### Try it
Give the data again exactly, from its opening line through the line in which "pub fn into_html(self)" appears.

Stored dataset items:
--- START ---
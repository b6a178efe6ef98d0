//! Alert fragments for displaying success and error messages to users.
//!
//! Alerts are swapped out-of-band into the fixed `#alert-container` element
//! rendered by the base layout, so any htmx response can carry one alongside
//! its main content.

use axum::{
    http::StatusCode,
    response::{IntoResponse, Response},
};
use maud::{Markup, html};

/// A transient message shown to the user after an operation.
#[derive(Debug, Clone, PartialEq)]
pub enum Alert {
    /// The operation succeeded.
    Success {
        /// The headline, e.g. "Expense added".
        message: String,
        /// Supporting detail text.
        details: String,
    },
    /// The operation failed.
    Error {
        /// The headline, e.g. "Could not add expense".
        message: String,
        /// Supporting detail text.
        details: String,
    },
}

impl Alert {
    /// Create a success alert.
    pub fn success(message: impl Into<String>, details: impl Into<String>) -> Self {
        Self::Success {
            message: message.into(),
            details: details.into(),
        }
    }

    /// Create an error alert.
    pub fn error(message: impl Into<String>, details: impl Into<String>) -> Self {
        Self::Error {
            message: message.into(),
            details: details.into(),
        }
    }

    /// Render the alert as an out-of-band swap targeting `#alert-container`.
    pub fn into_html(self) -> Markup {
        let (message, details, accent_style) = match self {
            Alert::Success { message, details } => (
                message,
                details,
                "text-green-800 bg-green-50 dark:bg-gray-800 dark:text-green-400",
            ),
            Alert::Error { message, details } => (
                message,
                details,
                "text-red-800 bg-red-50 dark:bg-gray-800 dark:text-red-400",
            ),
        };

        html! {
            div
                id="alert-container"
                hx-swap-oob="true"
                class="w-full max-w-md px-4"
                style="position: fixed; bottom: 1rem; left: 50%; transform: translateX(-50%); z-index: 9999;"
            {
                div
                    class={ "flex items-start p-4 mb-4 rounded-lg shadow-lg " (accent_style) }
                    role="alert"
                {
                    div class="text-sm font-medium"
                    {
                        p { (message) }

                        @if !details.is_empty() {
                            p class="font-normal mt-1" { (details) }
                        }
                    }

                    button
                        type="button"
                        class="ms-auto -mx-1.5 -my-1.5 rounded-lg p-1.5 inline-flex items-center justify-center h-8 w-8"
                        aria-label="Close"
                        onclick="this.closest('[role=alert]').remove()"
                    {
                        "✕"
                    }
                }
            }
        }
    }

    /// Render the alert with an explicit status code.
    pub fn into_response_with_status(self, status_code: StatusCode) -> Response {
        (status_code, self.into_html()).into_response()
    }
}

impl IntoResponse for Alert {
    fn into_response(self) -> Response {
        (StatusCode::OK, self.into_html()).into_response()
    }
}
--- END ---
### Written solution
repository b6a178efe6ef98d0
//! Alert fragments for displaying success and error messages to users.
//!
//! Alerts are swapped out-of-band into the fixed `#alert-container` element
//! rendered by the base layout, so any htmx response can carry one alongside
//! its main content.

use axum::{
    http::StatusCode,
    response::{IntoResponse, Response},
};
use maud::{Markup, html};

/// A transient message shown to the user after an operation.
#[derive(Debug, Clone, PartialEq)]
pub enum Alert {
    /// The operation succeeded.
    Success {
        /// The headline, e.g. "Expense added".
        message: String,
        /// Supporting detail text.
        details: String,
    },
    /// The operation failed.
    Error {
        /// The headline, e.g. "Could not add expense".
        message: String,
        /// Supporting detail text.
        details: String,
    },
}

impl Alert {
    /// Create a success alert.
    pub fn success(message: impl Into<String>, details: impl Into<String>) -> Self {
        Self::Success {
            message: message.into(),
            details: details.into(),
        }
    }

    /// Create an error alert.
    pub fn error(message: impl Into<String>, details: impl Into<String>) -> Self {
        Self::Error {
            message: message.into(),
            details: details.into(),
        }
    }

    /// Render the alert as an out-of-band swap targeting `#alert-container`.
    pub fn into_html(self) -> Markup {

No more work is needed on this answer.